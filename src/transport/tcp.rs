// Copyright (c) 2025 Makai MCP Authors
//
// Licensed under the MIT License (LICENSE-MIT or https://opensource.org/licenses/MIT)

//! TCP transport adapter.
//!
//! Accepts connections on a listening socket and spawns one task per
//! client. Each connection gets a fresh lifecycle session; the dispatcher
//! and its cancellation tracker are shared. A failure on one connection
//! never disturbs another.

use tokio::net::TcpListener;
use tracing::{debug, info, warn};

use crate::error::transport::TransportError;
use crate::framing::FramingMode;
use crate::notify::Notifier;
use crate::protocol::jsonrpc::dispatcher::Dispatcher;

use super::connection::Connection;

/// Binds `address` and serves clients until the task is aborted.
///
/// The shared notifier queue has no single destination across TCP sessions,
/// so its worker drains to the log here; embedders that route notifications
/// to specific clients start the worker with their own sink before calling
/// this (start is idempotent).
pub async fn run_tcp(
    dispatcher: Dispatcher,
    address: &str,
    mode: FramingMode,
    max_message_size: usize,
    notifier: Option<Notifier>,
) -> Result<(), TransportError> {
    if let Some(notifier) = &notifier {
        notifier.start(|bytes: &[u8]| {
            debug!(
                len = bytes.len(),
                "Discarding queued notification with no bound session"
            );
        });
    }

    let listener = TcpListener::bind(address)
        .await
        .map_err(TransportError::Listener)?;
    info!(address, "Listening for TCP connections");

    loop {
        let (stream, peer) = match listener.accept().await {
            Ok(accepted) => accepted,
            Err(e) => {
                // Transient accept failures (e.g. fd exhaustion) should not
                // kill the listener.
                warn!(error = %e, "Failed to accept connection");
                continue;
            }
        };

        let dispatcher = dispatcher.clone();
        tokio::spawn(async move {
            info!(%peer, "Client connected");
            let (reader, writer) = stream.into_split();
            let mut connection =
                Connection::new(reader, writer, mode, max_message_size, dispatcher);
            match connection.serve().await {
                Ok(()) => info!(%peer, "Client session ended"),
                Err(e) if e.is_disconnect() => info!(%peer, "Client disconnected"),
                Err(e) => warn!(%peer, error = %e, "Connection failed"),
            }
        });
    }
}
-*-
▶ **WORK TO COMPLETE**: Working from the entries above, return all lines that contain "start".

▶ **RESULT OF THE TASK**:
/// to specific clients start the worker with their own sink before calling
/// this (start is idempotent).
        notifier.start(|bytes: &[u8]| {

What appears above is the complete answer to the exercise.